This paper examines how Africa’s recent efforts to promote economic integration, specifically the Regional Economic Communities (RECs) and the proposed Continental Free Trade Area (CFTA) are supported by and in harmony with the Post 2015 Development Agenda and the African Union’s Agenda 2063 initiative.
The World Bank’s Global Economic Prospects projects for the period 2014-2017 that five of the world’s 13 top growing economies will be in Africa. However, it is distressing and puzzling that such growth has not been accompanied by reduced poverty, income inequality and unemployment. It is also unsettling that few states met all of the Millennium Development Goals (MDGs) which expired at the end of last year. Furthermore, Africa will likely be confronted by daunting challenges in the near term. This ominous situation is enhanced by the nature of Africa’s trade, both within the continent and in the global economy.

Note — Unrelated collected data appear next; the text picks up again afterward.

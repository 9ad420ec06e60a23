//! # lastfm-export
//!
//! Export a Last.fm user's complete library (artists and albums) to JSON
//! and CSV files.
//!
//! ## Quick Start
//!
//! ```rust,no_run
//! use lastfm_export::{export_library, ExportOptions};
//!
//! fn main() -> Result<(), Box<dyn std::error::Error>> {
//!     let options = ExportOptions {
//!         base_name: "rj_library".to_string(),
//!         ..ExportOptions::new("exports")
//!     };
//!
//!     let result = export_library("your_api_key", "rj", &options)?;
//!     for line in result.summary_lines() {
//!         println!("{}", line);
//!     }
//!     Ok(())
//! }
//! ```
//!
//! ## Low-Level APIs
//!
//! - [`LastFmClient`] - authenticated requests and full library listings
//! - [`Paginator`] - lazy iteration over any paginated list endpoint
//! - [`LibraryExporter`] - the export pipeline on top of an existing client

pub mod api;
pub mod error;
pub mod exporter;
pub mod models;

pub use api::{LastFmClient, PageRequest, Paginator};
pub use error::{ApiError, ApiErrorKind, ExportError, ProtocolError};
pub use exporter::{ExportOptions, LibraryExporter};
pub use models::{AlbumArtist, ExportPayload, ExportResult, Record};

/// Export `username`'s library using a client with default settings.
///
/// API failures come back as [`ExportError::Api`]; file-system failures as
/// [`ExportError::Persistence`].
pub fn export_library(
    api_key: &str,
    username: &str,
    options: &ExportOptions,
) -> Result<ExportResult, ExportError> {
    let client = LastFmClient::new(api_key)?;
    LibraryExporter::new(&client, username).export_library(options)
}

To counter some of these constraints, especially the tariff barriers, the RECs and the CFTA will be critical in stimulating trade growth. Increased economic integration, either on a regional level or on a continent-wide level under the general guidelines of the Sustainable Development Goals (SDGs) and Agenda 2063 will result in increased trade which will, in the long term, increase incomes, reduce poverty, increase employment, provide greater consumer choice, and will offer shelter from exogenous external shocks. However, at least in the short term, such gains are also typically accompanied by loses.
This paper calls for a continental Integration Compensation Funding Mechanism (ICFM) to balance some of these loses. The ICFM would be developed and managed by the African Development Bank, the United Nations Economic Commission for Africa and the African Union.